#### [WORK TASK]
All lines between the one holding "fs::rename(&temp_path, path)" and the end of the material below, both ends included, should be restated exactly.

#### [DATA FOR REVIEW]

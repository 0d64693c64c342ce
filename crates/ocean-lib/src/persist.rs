//! Crash-safe file helpers shared by the data cache and model store

use anyhow::{Context, Result};
use sha2::{Digest, Sha256};
use std::fs::{self, File};
use std::io::Write;
use std::path::Path;
use tracing::{debug, warn};

/// Write via a temp file and rename into place, so the final path only
/// ever holds a complete file
pub(crate) fn write_atomic(path: &Path, data: &[u8]) -> Result<()> {
    let temp_path = path.with_extension("tmp");
    let mut file = File::create(&temp_path)
        .with_context(|| format!("Failed to create temp file {:?}", temp_path))?;

    file.write_all(data).context("Failed to write data")?;
    file.sync_all().context("Failed to sync data")?;

    fs::rename(&temp_path, path)
        .with_context(|| format!("Failed to rename {:?} to {:?}", temp_path, path))?;
    Ok(())
}

/// Delete a file; a missing file is not an error
pub(crate) fn remove_if_present(path: &Path) {
    match fs::remove_file(path) {
        Ok(()) => debug!(path = %path.display(), "Removed file"),
        Err(e) if e.kind() == std::io::ErrorKind::NotFound => {}
        Err(e) => warn!(path = %path.display(), error = %e, "Failed to remove file"),
    }
}

/// Compute SHA256 checksum of data
pub(crate) fn compute_checksum(data: &[u8]) -> String {
    let mut hasher = Sha256::new();
    hasher.update(data);
    hex::encode(hasher.finalize())
}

#### [ANSWER TO THIS EXERCISE]
    fs::rename(&temp_path, path)
        .with_context(|| format!("Failed to rename {:?} to {:?}", temp_path, path))?;
    Ok(())
}

/// Delete a file; a missing file is not an error
pub(crate) fn remove_if_present(path: &Path) {
    match fs::remove_file(path) {
        Ok(()) => debug!(path = %path.display(), "Removed file"),
        Err(e) if e.kind() == std::io::ErrorKind::NotFound => {}
        Err(e) => warn!(path = %path.display(), error = %e, "Failed to remove file"),
    }
}

/// Compute SHA256 checksum of data
pub(crate) fn compute_checksum(data: &[u8]) -> String {
    let mut hasher = Sha256::new();
    hasher.update(data);
    hex::encode(hasher.finalize())
}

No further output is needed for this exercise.